Today, the startup’s most disruptive belief is one that disagrees with WeWork’s popularized co-working model. Unlike WeWork, which sold office space on a shared floor to employees, Codi thinks people want a private space just a few days a week. The startup is a marketplace that links companies to properties that match their flexibility requirements. Then it helps to make the relocation process as smooth as possible, from design to IT, to even the office snacks and cleaning services.
And, like most startups, it aims to have the best of both worlds: privacy and community, flexibility and dedicated space, scale and specialization.
Codi announced today that it has raised a $16 million Series A led by Andreessen Horowitz.
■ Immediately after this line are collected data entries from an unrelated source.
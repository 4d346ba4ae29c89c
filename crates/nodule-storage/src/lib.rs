//! # 上传文件存储模块
//!
//! 负责上传目录下按检查划分的DICOM文件存放、清理和种子目录扫描。

pub mod storage;

pub use storage::{upload_file_name, StoredFile, UploadStore, UPLOADS_URL_PREFIX};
The investment came weeks before the company announced it was investing in Flow, WeWork founder Adam Neumann’s next bet; both investments show the company’s interest in a more flexible, yet turnkey real estate future.
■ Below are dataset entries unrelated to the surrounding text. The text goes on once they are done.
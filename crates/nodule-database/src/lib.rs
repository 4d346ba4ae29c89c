//! # 数据库模块
//!
//! 负责患者、检查、DICOM文件、结节、报告、用户和活动日志的存储，
//! 提供SQLite连接池、表结构初始化以及完整的CRUD操作。

pub mod connection;
pub mod models;
pub mod queries;
pub mod schema;

// 重新导出主要类型
pub use connection::DatabasePool;
pub use queries::DatabaseQueries;
pub use schema::{create_tables, seed_default_users};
Rohaut isn’t too concerned about sharing a venture backer with the WeWork founder. A16z investment partner Jeff Jordan took a seat on Codi’s board as part of the round; while Marc Andreessen joins the board of Flow, according to the New York Times. The company recently announced its plans to become a remote-first organization.
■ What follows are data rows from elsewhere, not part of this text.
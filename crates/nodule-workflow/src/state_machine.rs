//! 检查状态机
//!
//! 管理检查在AI分析前后的状态转换

use nodule_core::{NoduleError, Result, Study, StudyStatus};
use serde::{Deserialize, Serialize};
use std::collections::HashMap;
use std::fmt;

/// 检查状态转换事件
#[derive(Debug, Clone, Copy, Serialize, Deserialize, PartialEq, Eq, Hash)]
pub enum StudyEvent {
    AnalysisCompleted, // AI分析完成（可重复分析）
    Reopened,          // 退回待分析
}

impl fmt::Display for StudyEvent {
    fn fmt(&self, f: &mut fmt::Formatter<'_>) -> fmt::Result {
        match self {
            StudyEvent::AnalysisCompleted => f.write_str("AnalysisCompleted"),
            StudyEvent::Reopened => f.write_str("Reopened"),
        }
    }
}

/// 检查状态机
#[derive(Debug)]
pub struct StudyStateMachine {
    transitions: HashMap<(StudyStatus, StudyEvent), StudyStatus>,
}

impl StudyStateMachine {
    /// 创建新的状态机实例
    pub fn new() -> Self {
        let mut transitions = HashMap::new();

        transitions.insert((StudyStatus::Pending, StudyEvent::AnalysisCompleted), StudyStatus::Completed);
        transitions.insert((StudyStatus::Completed, StudyEvent::AnalysisCompleted), StudyStatus::Completed);
        transitions.insert((StudyStatus::Completed, StudyEvent::Reopened), StudyStatus::Pending);

        Self { transitions }
    }

    /// 执行状态转换
    pub fn transition(&self, from: StudyStatus, event: StudyEvent) -> Result<StudyStatus> {
        self.transitions
            .get(&(from, event))
            .copied()
            .ok_or_else(|| NoduleError::InvalidStateTransition {
                from: from.to_string(),
                event: event.to_string(),
            })
    }

    /// 对具体检查执行事件，已审阅的检查不能退回
    pub fn apply(&self, study: &Study, event: StudyEvent) -> Result<StudyStatus> {
        if study.reviewed && event == StudyEvent::Reopened {
            return Err(NoduleError::InvalidStateTransition {
                from: format!("{} (reviewed)", study.status),
                event: event.to_string(),
            });
        }
        self.transition(study.status, event)
    }

    /// 将客户端请求的目标状态映射为事件并执行
    pub fn apply_status_request(&self, study: &Study, requested: StudyStatus) -> Result<StudyStatus> {
        let event = match requested {
            StudyStatus::Completed => StudyEvent::AnalysisCompleted,
            StudyStatus::Pending => StudyEvent::Reopened,
        };
        let next = self.apply(study, event)?;
        tracing::info!("Study {} transition {} --{}--> {}", study.study_id, study.status, event, next);
        Ok(next)
    }
}

impl Default for StudyStateMachine {
    fn default() -> Self {
        Self::new()
    }
}

#[cfg(test)]
mod tests {
    use super::*;
    use chrono::Utc;

    fn study(status: StudyStatus, reviewed: bool) -> Study {
        Study {
            id: 1,
            study_id: "STD-1".to_string(),
            patient_id: "P-1".to_string(),
            study_date: None,
            description: None,
            clinical_note: None,
            nodule_count: 0,
            status,
            reviewed,
            reviewed_at: None,
            reviewed_by: None,
            created_at: Utc::now(),
            patient_name: None,
            patient_age: None,
            patient_gender: None,
        }
    }

    #[test]
    fn test_valid_transitions() {
        let sm = StudyStateMachine::new();

        assert_eq!(
            sm.transition(StudyStatus::Pending, StudyEvent::AnalysisCompleted).unwrap(),
            StudyStatus::Completed
        );
        assert_eq!(
            sm.transition(StudyStatus::Completed, StudyEvent::AnalysisCompleted).unwrap(),
            StudyStatus::Completed
        );
        assert_eq!(
            sm.transition(StudyStatus::Completed, StudyEvent::Reopened).unwrap(),
            StudyStatus::Pending
        );
    }

    #[test]
    fn test_invalid_transitions() {
        let sm = StudyStateMachine::new();

        let err = sm.transition(StudyStatus::Pending, StudyEvent::Reopened);
        assert!(matches!(err, Err(NoduleError::InvalidStateTransition { .. })));
    }

    #[test]
    fn test_status_requests() {
        let sm = StudyStateMachine::new();

        let next = sm.apply_status_request(&study(StudyStatus::Pending, false), StudyStatus::Completed);
        assert_eq!(next.unwrap(), StudyStatus::Completed);

        let next = sm.apply_status_request(&study(StudyStatus::Completed, false), StudyStatus::Pending);
        assert_eq!(next.unwrap(), StudyStatus::Pending);

        // 重新分析已完成的检查
        let next = sm.apply_status_request(&study(StudyStatus::Completed, true), StudyStatus::Completed);
        assert_eq!(next.unwrap(), StudyStatus::Completed);
    }

    #[test]
    fn test_reviewed_study_cannot_be_reopened() {
        let sm = StudyStateMachine::new();
        let err = sm.apply_status_request(&study(StudyStatus::Completed, true), StudyStatus::Pending);
        assert!(matches!(err, Err(NoduleError::InvalidStateTransition { .. })));
    }
}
“A lot of our companies come from WeWork because they want to graduate,” Rohaut said in an interview with londonbusinessblog.com. She says the two top priorities for businesses today are having a space of their own so they can build and grow the corporate culture and adapt it to their needs, and second, find a space for employees to go to that isn’t concentrated. . center and does not require long travel times. Codi, the co-founder, offers the best of both worlds, where there is the flexibility to work from somewhere at times and the uniqueness of a private office space.
It may be true that techies for the most part don’t want to go to the office 5 days a week, but as employers try to figure out what the new personal cadence should be, flexible office space can also bring its own frustration. Codi needs to convince employers that it makes more sense to move to a flexible workplace managed through Codi than to open a smaller, independent office.
Codi claims it has reduced the time it takes to open an office from six months to four weeks. Codi is able to reduce lease terms from 36 months to six months, with options to extend the contract if necessary. It also provides a concierge team to run all of its various services, which could save tens of thousands of dollars a year, according to the startup.
On the real estate side, Codi owns no buildings. Instead, it works with building owners to create recurring revenue streams for properties that traditionally would only have made money from long-term tenants or an entire building scale. The co-founder declined to share details on how many customers it currently has, but said the startup has more than 100 office buildings in two regions: New York and the Bay Area.
It’s a smart pitch, with common scaling issues to consider. For example, Codi will have to solve shorter travel times with more and more hotspot offices for employees, regardless of where they are at home. If so, the office can become more fragmented over time as it tries to meet the needs of concentrations of employees. Kind of the opposite of personal work goals.
There is a common misconception between what people say they want and what people actually do. If there’s one thing hybrid work has taught us, it’s that the world is constantly changing its mind. Even with a flexible lease, what happens if a startup wants to go from 2 days a week to 5 days a week for a longer period of time? It’s not necessarily Codi’s challenge to address, but it can certainly complicate the broader vision of developing flexible, private workspaces.